= Moffat Tunnel Improvement District =

The Moffat Tunnel Improvement District was an independent entity of the State of Colorado (USA) created to build and manage the Moffat Tunnel, a railroad and water tunnel under James Peak and Rollins Pass.

The district had the authority to sell bonds backed by real estate taxes in the counties served by the Denver and Salt Lake Railway, which was the original railroad tenant of the tunnel.

The district was originally governed by a five-member elected commission and existed from 1922 until 1998.

== Controversy and dissolution of the commission ==
The bonds for the tunnel were retired in December 1983. However, the district continued to collect taxes for another year, resulting in a fund of excess cash of approximately $1 million.

In 1990, a group of activist commissioners were elected who proceeded to use the resources at their disposal to sue the Winter Park Resort, the Colorado Arlberg Club and the City and County of Denver in order to represent the public interest against perceived abuses by powerful private interests.

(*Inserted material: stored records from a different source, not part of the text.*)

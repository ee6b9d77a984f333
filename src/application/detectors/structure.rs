use crate::domain::market::structure_snapshot::{Regime, StructureSnapshot};
use crate::domain::market::swing::{Structure, SwingPoint};

/// Classifies the current regime over the last <= 6 swings.
pub struct StructureAnalyzer;

impl StructureAnalyzer {
    pub fn analyze(swings: &[SwingPoint]) -> StructureSnapshot {
        let recent = if swings.len() >= 6 { &swings[swings.len() - 6..] } else { swings };

        let hh_count = recent.iter().filter(|s| s.structure == Some(Structure::HigherHigh)).count();
        let hl_count = recent.iter().filter(|s| s.structure == Some(Structure::HigherLow)).count();
        let lh_count = recent.iter().filter(|s| s.structure == Some(Structure::LowerHigh)).count();
        let ll_count = recent.iter().filter(|s| s.structure == Some(Structure::LowerLow)).count();

        let regime = if hh_count >= 1 && hl_count >= 1 {
            Some(Regime::Uptrend)
        } else if lh_count >= 1 && ll_count >= 1 {
            Some(Regime::Downtrend)
        } else {
            Some(Regime::Ranging)
        };

        let highs: Vec<&SwingPoint> = swings.iter().filter(|s| s.is_high()).collect();
        let lows: Vec<&SwingPoint> = swings.iter().filter(|s| s.is_low()).collect();

        StructureSnapshot {
            regime,
            hh_count,
            hl_count,
            lh_count,
            ll_count,
            last_swing_high: highs.last().map(|s| s.price),
            last_swing_low: lows.last().map(|s| s.price),
            prev_swing_high: if highs.len() > 1 { Some(highs[highs.len() - 2].price) } else { None },
            prev_swing_low: if lows.len() > 1 { Some(lows[lows.len() - 2].price) } else { None },
        }
    }
}

#[cfg(test)]
mod tests {
    use super::*;
    use crate::domain::market::swing::SwingKind;

    fn swing(index: usize, price: f64, kind: SwingKind, structure: Option<Structure>) -> SwingPoint {
        SwingPoint { index, price, kind, confirmed_at_index: index + 1, structure }
    }

    #[test]
    fn uptrend_requires_hh_and_hl() {
        let swings = vec![
            swing(0, 100.0, SwingKind::Low, None),
            swing(1, 110.0, SwingKind::High, None),
            swing(2, 105.0, SwingKind::Low, Some(Structure::HigherLow)),
            swing(3, 120.0, SwingKind::High, Some(Structure::HigherHigh)),
        ];
        let snap = StructureAnalyzer::analyze(&swings);
        assert!(snap.is_uptrend());
    }

    #[test]
    fn no_structural_markers_is_ranging() {
        let swings = vec![swing(0, 100.0, SwingKind::Low, None), swing(1, 110.0, SwingKind::High, None)];
        let snap = StructureAnalyzer::analyze(&swings);
        assert!(snap.is_ranging());
    }
}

In 1991 and 1992 the commission delayed a lease to the Southern Pacific Railroad for using the railroad tunnel for fiber optic cables. The commission began to agitate to recover money from Winter Park Resort to pay for land leased from the commission, known as the Evans Tract. By 1994, the commission was demanding rents and threatened to evict the ski resort and build a "Taco Bell". Eventually, the resort agreed to purchase the land for $2 million (in 1996).

Because of these challenges, the railroad and the ski area join forces in 1996 to push forward a bill in the state legislature to dissolve the commission. The legislature passed the act in 1997. The bill specified that new commissioners would be named by the Governor (Roy Romer) to handle the liquidation of the commission and the transfer of assets to the state. Before this process was set in motion, the existing commissioners defiantly threatened to vote the commission out of existence at their final meeting before the new commission would be seated. However, the motion ultimately failed to pass, perhaps because the commissioners feared being sued over the action.

In January 1998, the newly seated commissioners sold the water tunnel to the Denver Water Board for $7 million and put the railroad tunnel up for sale. There were no offers, though. The railroad had the right of first refusal and to match any offer. Moreover, it had a lease lasting until 2025 that had little monetary value to the owner of the tunnel. The remaining assets of the commission were transferred to the state and the commission ceased to exist in early 1998.